AzMERIT is like an annual checkup – an important opportunity to find out how students are doing. Just as doctors check height and weight, teachers and parents use the test to check how students are performing in reading, writing and math.
Although testing is never fun, assessments can be effective tools to support your child’s learning. They can tell you and your child’s teacher if your child is on track to succeed or if he/she needs to spend additional time learning a topic.
Important Things Parents Need to Know
- Who takes the tests? Arizona students in public district and charter schools in third grade through high school take AzMERIT in reading, writing and math each spring. For high school students, these assessments are given at the end of their courses, similar to a final exam.
- Does my child have to pass AzMERIT to graduate from high school?Students are NOT required to pass the assessment for graduation. All students do need to pass a civics test for graduation.
- When will students take AzMERIT? The AzMERIT spring semester testing window for 2018 runs from April 2-27 for the computer-based tests and April 2-10 for the paper and pencil tests. Check with your school or child’s teacher for testing dates, times, and other specific test administration information.
- How will my child take the test?School districts and charter schools can choose to administer the assessment via pencil/paper or on a computer. Approximately 80% of schools and students across the state opted for the online, computer-based version of AzMERIT last year.
- Will my child’s information be protected?Your child’s test data is protected by a number of state and federal laws. Personal student data has never been, and never will be, shared with the federal government.
- When will the results be available? AzMERIT test results are typically released in the summer/early fall of the testing year.
- What are the benefits of AzMERIT? AzMERIT test results provide students with valuable information about how they are doing and if they are prepared for the next grade and eventually for college and career. Students should use the test as an opportunity to check on their progress without the anxiety of needing to pass to graduate.
Tips to Help Your Child
- You can support your child by learning about the skills being assessed on the test, as well as what sample questions might look like and talking with him about it.
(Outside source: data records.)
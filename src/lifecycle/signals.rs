//! OS signal handling.
//!
//! # Design Decisions
//! - Uses Tokio's signal handling (async-safe)
//! - SIGINT and SIGTERM both request termination; there is no reload signal

/// Resolve on the first SIGINT or SIGTERM.
pub async fn wait_for_termination() {
    let ctrl_c = async {
        if let Err(e) = tokio::signal::ctrl_c().await {
            tracing::error!(error = %e, "Failed to install SIGINT handler");
            std::future::pending::<()>().await;
        }
    };

    #[cfg(unix)]
    let terminate = async {
        match tokio::signal::unix::signal(tokio::signal::unix::SignalKind::terminate()) {
            Ok(mut signal) => {
                signal.recv().await;
            }
            Err(e) => {
                tracing::error!(error = %e, "Failed to install SIGTERM handler");
                std::future::pending::<()>().await;
            }
        }
    };

    #[cfg(not(unix))]
    let terminate = std::future::pending::<()>();

    tokio::select! {
        _ = ctrl_c => tracing::info!(signal = "SIGINT", "Termination signal received"),
        _ = terminate => tracing::info!(signal = "SIGTERM", "Termination signal received"),
    }
}
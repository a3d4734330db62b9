//! The seam between the signaling listener and the protocol logic.

use async_trait::async_trait;
use std::sync::Arc;
use thiserror::Error;
use tokio::io::AsyncReadExt;
use tokio::net::TcpStream;
use tokio::sync::broadcast;

use crate::models::Guami;
use crate::net::connection::ConnectionId;
use crate::signaling::peer::PeerNode;

#[derive(Debug, Error)]
pub enum SignalingError {
    #[error("signaling I/O error: {0}")]
    Io(#[from] std::io::Error),
    #[error("peer {0} is no longer connected")]
    PeerGone(ConnectionId),
    #[error("peer rejected the message: {0}")]
    Rejected(String),
}

/// Signaling protocol logic (framing, message encoding, state machine).
#[async_trait]
pub trait SignalingHandler: Send + Sync + 'static {
    /// Run one peer connection. Should return soon after `shutdown` fires.
    async fn serve(&self, peer: Arc<PeerNode>, stream: TcpStream, shutdown: broadcast::Receiver<()>);

    /// Tell `peer` this NF is going away, listing the GUAMIs it served.
    async fn notify_unavailable(&self, peer: &PeerNode, guamis: &[Guami]) -> Result<(), SignalingError>;

    /// Called once after the listener stopped and workers were drained.
    async fn on_listener_stopped(&self) {}
}

/// Handler used when no protocol stack is plugged in: reads and discards
/// peer traffic, logs notifications.
#[derive(Debug, Default, Clone, Copy)]
pub struct LoggingSignalingHandler;

#[async_trait]
impl SignalingHandler for LoggingSignalingHandler {
    async fn serve(&self, peer: Arc<PeerNode>, mut stream: TcpStream, mut shutdown: broadcast::Receiver<()>) {
        let mut buf = vec![0u8; 4096];
        let mut received = 0usize;
        loop {
            tokio::select! {
                _ = shutdown.recv() => break,
                read = stream.read(&mut buf) => match read {
                    Ok(0) => break,
                    Ok(n) => received += n,
                    Err(e) => {
                        tracing::debug!(peer = %peer.id, error = %e, "Peer read failed");
                        break;
                    }
                },
            }
        }
        tracing::debug!(peer = %peer.id, addr = %peer.addr, bytes = received, "Peer connection finished");
    }

    async fn notify_unavailable(&self, peer: &PeerNode, guamis: &[Guami]) -> Result<(), SignalingError> {
        tracing::info!(peer = %peer.id, addr = %peer.addr, guamis = guamis.len(), "AMF status unavailable");
        Ok(())
    }
}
- Set shared goals with your child’s teacher for what your child needs to know and be able to do during this school year. Use our grade by grade parent guides to see the key things your child should be learning this year.
- Check in regularly on your child’s progress to see where your child might need help. Use these questions to kick start the conversation with your child’s teachers.
- Help your child continue his learning at home with fun activities you can do together found in our grade by grade guides.
- Talk with your child about the assessment. Your conversations can help your child to not be afraid or anxious when taking the test this spring.
- If test scores look lower than you are used to, talk to your child’s teacher and work together to determine a plan to help your child improve.